I can't speak from historical examples, but my understanding of excommunication is to cut the person off from the ordinances of the church as well as fellowship and ministry. They are to be considered an unbeliever for the purpose of proclaiming the gospel. I would not bar them from our physical meeting place.* It would be my hope that the preaching of the gospel would bring them to repentance and faith in Christ.

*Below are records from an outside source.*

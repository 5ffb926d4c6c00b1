// Licensed under the Apache License, Version 2.0 (the "License");
// you may not use this file except in compliance with the License.
// You may obtain a copy of the License at
//
//     http://www.apache.org/licenses/LICENSE-2.0
//
// Unless required by applicable law or agreed to in writing, software
// distributed under the License is distributed on an "AS IS" BASIS,
// WITHOUT WARRANTIES OR CONDITIONS OF ANY KIND, either express or implied.
// See the License for the specific language governing permissions and
// limitations under the License.

//! Compiles a boolean WHERE-expression tree into a row bitmask.

use crate::ast::{CmpOp, Expr, Literal, LogicalOp};
use crate::error::{QueryError, Result};
use crate::table::{ColumnTable, ScalarType};
use crate::udf::UdfRegistry;

/// Evaluates `expr` against every row of `table`, returning a mask of
/// `table.num_rows()` booleans. Grammar accepted: NOT, AND, OR, and
/// comparisons where at least one side is a column (or a UDF call) and
/// the other a literal, or comparisons of two literals. Anything else
/// fails with `QueryError::ParseOrShapeError`.
pub fn evaluate_mask(table: &ColumnTable, expr: &Expr, udfs: &UdfRegistry) -> Result<Vec<bool>> {
    match expr {
        Expr::Not(inner) => {
            let mut mask = evaluate_mask(table, inner, udfs)?;
            mask.iter_mut().for_each(|b| *b = !*b);
            Ok(mask)
        }
        Expr::Logical { op, left, right } => {
            let lhs = evaluate_mask(table, left, udfs)?;
            let rhs = evaluate_mask(table, right, udfs)?;
            Ok(match op {
                LogicalOp::And => lhs.iter().zip(&rhs).map(|(a, b)| *a && *b).collect(),
                LogicalOp::Or => lhs.iter().zip(&rhs).map(|(a, b)| *a || *b).collect(),
            })
        }
        Expr::Comparison { op, left, right } => evaluate_comparison(table, *op, left, right, udfs),
        other => Err(QueryError::ParseOrShapeError(format!(
            "expression is not a boolean predicate: {}",
            other.text_form()
        ))),
    }
}

fn evaluate_comparison(
    table: &ColumnTable,
    op: CmpOp,
    left: &Expr,
    right: &Expr,
    udfs: &UdfRegistry,
) -> Result<Vec<bool>> {
    use Expr::*;
    match (left, right) {
        (Literal(l), Literal(r)) => {
            let value = compare_literals(op, l, r)?;
            Ok(vec![value; table.num_rows()])
        }
        (Identifier(col), Literal(lit)) | (Dereference { column: col, .. }, Literal(lit)) => {
            compare_column_to_literal(table, op, col, lit)
        }
        (Literal(lit), Identifier(col)) | (Literal(lit), Dereference { column: col, .. }) => {
            compare_column_to_literal(table, flip(op), col, lit)
        }
        (FunctionCall { name, arg }, Literal(crate::ast::Literal::Double(d))) => {
            let values = udfs.evaluate(table, name, arg)?;
            Ok(values.iter().map(|v| compare_doubles(op, *v, *d)).collect())
        }
        (Literal(crate::ast::Literal::Double(d)), FunctionCall { name, arg }) => {
            let values = udfs.evaluate(table, name, arg)?;
            Ok(values
                .iter()
                .map(|v| compare_doubles(flip(op), *v, *d))
                .collect())
        }
        _ => Err(QueryError::ParseOrShapeError(
            "comparison must have a column or UDF call on one side and a literal on the other"
                .to_string(),
        )),
    }
}

fn flip(op: CmpOp) -> CmpOp {
    match op {
        CmpOp::Eq => CmpOp::Eq,
        CmpOp::Ne => CmpOp::Ne,
        CmpOp::IsDistinctFrom => CmpOp::IsDistinctFrom,
        CmpOp::Lt => CmpOp::Gt,
        CmpOp::Le => CmpOp::Ge,
        CmpOp::Gt => CmpOp::Lt,
        CmpOp::Ge => CmpOp::Le,
    }
}

fn compare_column_to_literal(
    table: &ColumnTable,
    op: CmpOp,
    col: &str,
    lit: &Literal,
) -> Result<Vec<bool>> {
    let column = table
        .column_by_name(col)
        .ok_or_else(|| QueryError::ColumnNotFound(col.to_string()))?;
    match (column.scalar_type(), lit) {
        (ScalarType::Double, Literal::Double(d)) => {
            let values = table.double_column(col)?;
            Ok(values.iter().map(|v| compare_doubles(op, *v, *d)).collect())
        }
        (ScalarType::String, Literal::String(s)) => {
            let values = table.string_column(col)?;
            Ok(values
                .iter()
                .map(|v| compare_strings(op, v.as_str(), s.as_str()))
                .collect())
        }
        (ScalarType::String, Literal::Null) => {
            // No column in this engine's data model carries a null bit,
            // so a String column compared to NULL is never true/false
            // per-row; only (In)equality against NULL is well-defined.
            let n = table.num_rows();
            Ok(vec![matches!(op, CmpOp::Ne | CmpOp::IsDistinctFrom); n])
        }
        (col_ty, _) => Err(QueryError::TypeMismatch(format!(
            "column {col} has type {col_ty} but literal has an incompatible type"
        ))),
    }
}

fn compare_doubles(op: CmpOp, a: f64, b: f64) -> bool {
    match op {
        CmpOp::Eq => a == b,
        CmpOp::Ne | CmpOp::IsDistinctFrom => a != b,
        CmpOp::Lt => a < b,
        CmpOp::Le => a <= b,
        CmpOp::Gt => a > b,
        CmpOp::Ge => a >= b,
    }
}

fn compare_strings(op: CmpOp, a: &str, b: &str) -> bool {
    match op {
        CmpOp::Eq => a == b,
        CmpOp::Ne | CmpOp::IsDistinctFrom => a != b,
        CmpOp::Lt => a < b,
        CmpOp::Le => a <= b,
        CmpOp::Gt => a > b,
        CmpOp::Ge => a >= b,
    }
}

fn compare_literals(op: CmpOp, a: &Literal, b: &Literal) -> Result<bool> {
    match (a, b) {
        (Literal::Double(x), Literal::Double(y)) => Ok(compare_doubles(op, *x, *y)),
        (Literal::String(x), Literal::String(y)) => Ok(compare_strings(op, x, y)),
        (Literal::Null, Literal::Null) => Ok(matches!(op, CmpOp::Eq)),
        _ => Err(QueryError::TypeMismatch(
            "literal-to-literal comparison requires matching types".to_string(),
        )),
    }
}

#[cfg(test)]
mod tests {
    use super::*;
    use crate::ast::Expr;
    use crate::table::Column;

    fn table() -> ColumnTable {
        ColumnTable::new(vec![Column::new_double("x", vec![1.0, 2.0, 3.0, 4.0, 5.0])]).unwrap()
    }

    fn gt(col: &str, v: f64) -> Expr {
        Expr::Comparison {
            op: CmpOp::Gt,
            left: Box::new(Expr::Identifier(col.to_string())),
            right: Box::new(Expr::Literal(Literal::Double(v))),
        }
    }

    fn le(col: &str, v: f64) -> Expr {
        Expr::Comparison {
            op: CmpOp::Le,
            left: Box::new(Expr::Identifier(col.to_string())),
            right: Box::new(Expr::Literal(Literal::Double(v))),
        }
    }

    #[test]
    fn s1_predicate_mask_scenario() {
        let t = table();
        let udfs = UdfRegistry::new();
        let expr = Expr::Logical {
            op: LogicalOp::And,
            left: Box::new(gt("x", 2.0)),
            right: Box::new(le("x", 4.0)),
        };
        let mask = evaluate_mask(&t, &expr, &udfs).unwrap();
        let filtered = t.filter(&mask).unwrap();
        assert_eq!(filtered.double_column("x").unwrap(), &[3.0, 4.0]);
    }

    #[test]
    fn not_is_complement() {
        let t = table();
        let udfs = UdfRegistry::new();
        let e = gt("x", 2.0);
        let mask = evaluate_mask(&t, &e, &udfs).unwrap();
        let not_mask = evaluate_mask(&t, &Expr::Not(Box::new(e)), &udfs).unwrap();
        for (a, b) in mask.iter().zip(&not_mask) {
            assert_ne!(a, b);
        }
    }

    #[test]
    fn s6_literal_vs_literal() {
        let t = table();
        let udfs = UdfRegistry::new();
        let all_true = Expr::Comparison {
            op: CmpOp::Eq,
            left: Box::new(Expr::Literal(Literal::Double(1.0))),
            right: Box::new(Expr::Literal(Literal::Double(1.0))),
        };
        let all_false = Expr::Comparison {
            op: CmpOp::Eq,
            left: Box::new(Expr::Literal(Literal::Double(1.0))),
            right: Box::new(Expr::Literal(Literal::Double(2.0))),
        };
        assert!(evaluate_mask(&t, &all_true, &udfs).unwrap().iter().all(|b| *b));
        assert!(evaluate_mask(&t, &all_false, &udfs).unwrap().iter().all(|b| !*b));
    }

    #[test]
    fn type_mismatch_is_rejected() {
        let t = table();
        let udfs = UdfRegistry::new();
        let expr = Expr::Comparison {
            op: CmpOp::Eq,
            left: Box::new(Expr::Identifier("x".to_string())),
            right: Box::new(Expr::Literal(Literal::String("nope".to_string()))),
        };
        assert!(matches!(
            evaluate_mask(&t, &expr, &udfs),
            Err(QueryError::TypeMismatch(_))
        ));
    }
}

*An exception would be excommunication for a physical act of violence against a church member or the threat of physical or emotional harm to another by their presence.


----------



## ChariotsofFire (Nov 15, 2009)

Herald said:


> I can't speak from historical examples, but my understanding of excommunication is to cut the person off from the ordinances of the church as well as fellowship and ministry. They are to be considered an unbeliever for the purpose of proclaiming the gospel. I would not bar them from our physical meeting place.* It would be my hope that the preaching of the gospel would bring them to repentance and faith in Christ.
> 
> *An exception would be excommunication for a physical act of violence against a church member or the threat of physical or emotional harm to another by their presence.

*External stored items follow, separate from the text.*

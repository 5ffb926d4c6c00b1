// Licensed under the Apache License, Version 2.0 (the "License");
// you may not use this file except in compliance with the License.
// You may obtain a copy of the License at
//
//     http://www.apache.org/licenses/LICENSE-2.0
//
// Unless required by applicable law or agreed to in writing, software
// distributed under the License is distributed on an "AS IS" BASIS,
// WITHOUT WARRANTIES OR CONDITIONS OF ANY KIND, either express or implied.
// See the License for the specific language governing permissions and
// limitations under the License.

//! `diffql` is an in-memory analytical query engine that executes an
//! extended SQL dialect carrying two custom operators, `DIFF` and
//! `SPLIT`, for finding attribute combinations that discriminate an
//! "outlier" row population from an "inlier" one.
//!
//! The crate is a single-threaded library with one façade:
//! [`Engine::execute_query`]. It does not parse SQL text, load CSV
//! files, or format output — those are host concerns.

pub mod ast;
pub mod diff;
pub mod diff_join;
pub mod dispatcher;
pub mod encoder;
pub mod error;
pub mod join;
pub mod predicate;
pub mod table;
pub mod udf;

pub use ast::QueryBody;
pub use diff::{DefaultExplanationEngine, ExplanationEngine};
pub use error::{QueryError, Result};
pub use table::{Column, ColumnTable, TableStore};
pub use udf::UdfRegistry;

/// A query engine instance: a table store plus the collaborators
/// (explanation engine, UDF registry) `execute_query` dispatches
/// through. Analogous to `datafusion::execution::context::SessionContext`
/// but scoped to this crate's much smaller surface.
pub struct Engine {
    store: TableStore,
    udfs: UdfRegistry,
    explanation_engine: Box<dyn ExplanationEngine + Send + Sync>,
}

impl Engine {
    pub fn new() -> Self {
        Engine {
            store: TableStore::new(),
            udfs: UdfRegistry::new(),
            explanation_engine: Box::new(DefaultExplanationEngine),
        }
    }

    /// Swaps in a different explanation-engine collaborator — the only
    /// extension point this engine exposes, since the attribute-combination
    /// search is treated as an external, pluggable component.
    pub fn with_explanation_engine(mut self, engine: impl ExplanationEngine + Send + Sync + 'static) -> Self {
        self.explanation_engine = Box::new(engine);
        self
    }

    /// Registers `table` under `name` in this engine's table store.
    /// This is the minimal, already-typed form of an `importTable(path,
    /// schema)` call — parsing a CSV file into typed columns is an
    /// excluded external loader's job; this method is the point where
    /// the loaded table is installed.
    pub fn import_table(&self, name: &str, table: ColumnTable) {
        self.store.import_table(name, table);
    }

    pub fn table_names(&self) -> Vec<String> {
        self.store.table_names()
    }

    /// Executes `query`, dispatching to the standard, DIFF, or fused
    /// DIFF-JOIN path as appropriate.
    pub fn execute_query(&self, query: &QueryBody) -> Result<ColumnTable> {
        dispatcher::execute(&self.store, query, self.explanation_engine.as_ref(), &self.udfs)
    }
}

impl Default for Engine {
    fn default() -> Self {
        Self::new()
    }
}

How is this consistent with 1 Cor 5:13?
"Purge the evil person from among you."


----------



## Peairtach (Nov 15, 2009)

ChariotsofFire said:


> Herald said:
> 
> 
> > I can't speak from historical examples, but my understanding of excommunication is to cut the person off from the ordinances of the church as well as fellowship and ministry. They are to be considered an unbeliever for the purpose of proclaiming the gospel. I would not bar them from our physical meeting place.* It would be my hope that the preaching of the gospel would bring them to repentance and faith in Christ.
> ...



You'll notice in the context that Paul is speaking of church sanctions by excluding people from the Lord's Supper and not having Christian fellowship with them. We're never told to discipline people by not permitting them to attend worship services. The worship services are for believers and unbelievers and lapsed professors (those who profess Christ's Name).

They are put out of the visible kingdom of God's people, by not being allowed to partake of the bread and wine and not enjoying Christian fellowship. Christ has given the keys of the kingdom to His Apostles and their Apostolic successors, properly ordained elders. See e.g. Matthew 18.

While they are under church sanctions they are in Satan's kingdom. But the message of the Gospel and the Word of God is for everyone including them. Sitting in a church building or meeting doesn't mean you are in Christ's Christian nation.

They should not be excluded from attending unless they are disruptive or violent. The message of the Good News is for all.


----------



## Herald (Nov 15, 2009)

ChariotsofFire said:


> Herald said:
> 
> 
> > I can't speak from historical examples, but my understanding of excommunication is to cut the person off from the ordinances of the church as well as fellowship and ministry. They are to be considered an unbeliever for the purpose of proclaiming the gospel. I would not bar them from our physical meeting place.* It would be my hope that the preaching of the gospel would bring them to repentance and faith in Christ.
> ...



Josh, It is quite possible that the act of removal (purge) is the formal act of excommunication. In practice I don't believe many churches are going to have to discuss whether/how to physically block a person from entering the church once they are excommunicated. When church discipline has gone to this extreme most individuals will have already left the church of their own volition. In the rare case where they remain until the church has decided the issue, the church would still be in compliance with 1 Cor. 5:13. They have been removed. They are no longer considered a brother. They have been removed from the roll, as it were. At that point they are like any other sinner who enters the church; vile, wicked, and utterly depraved, and in need of the saving message of the gospel of Jesus Christ.


----------



## au5t1n (Nov 15, 2009)

Herald said:


> ChariotsofFire said:
> 
> 
> > Herald said:
> ...



This does seem to fit with [KJV]Matt. 18:17[/KJV].


----------



## Peairtach (Nov 15, 2009)

Herald said:


> ChariotsofFire said:
> 
> 
> > Herald said:
> ...



Sometimes excommunication is for a temporary period until the individual is deemed to have shown repentance, as in the case of the incestuous man in I Corinthians 5 who was restored in II Corinthians.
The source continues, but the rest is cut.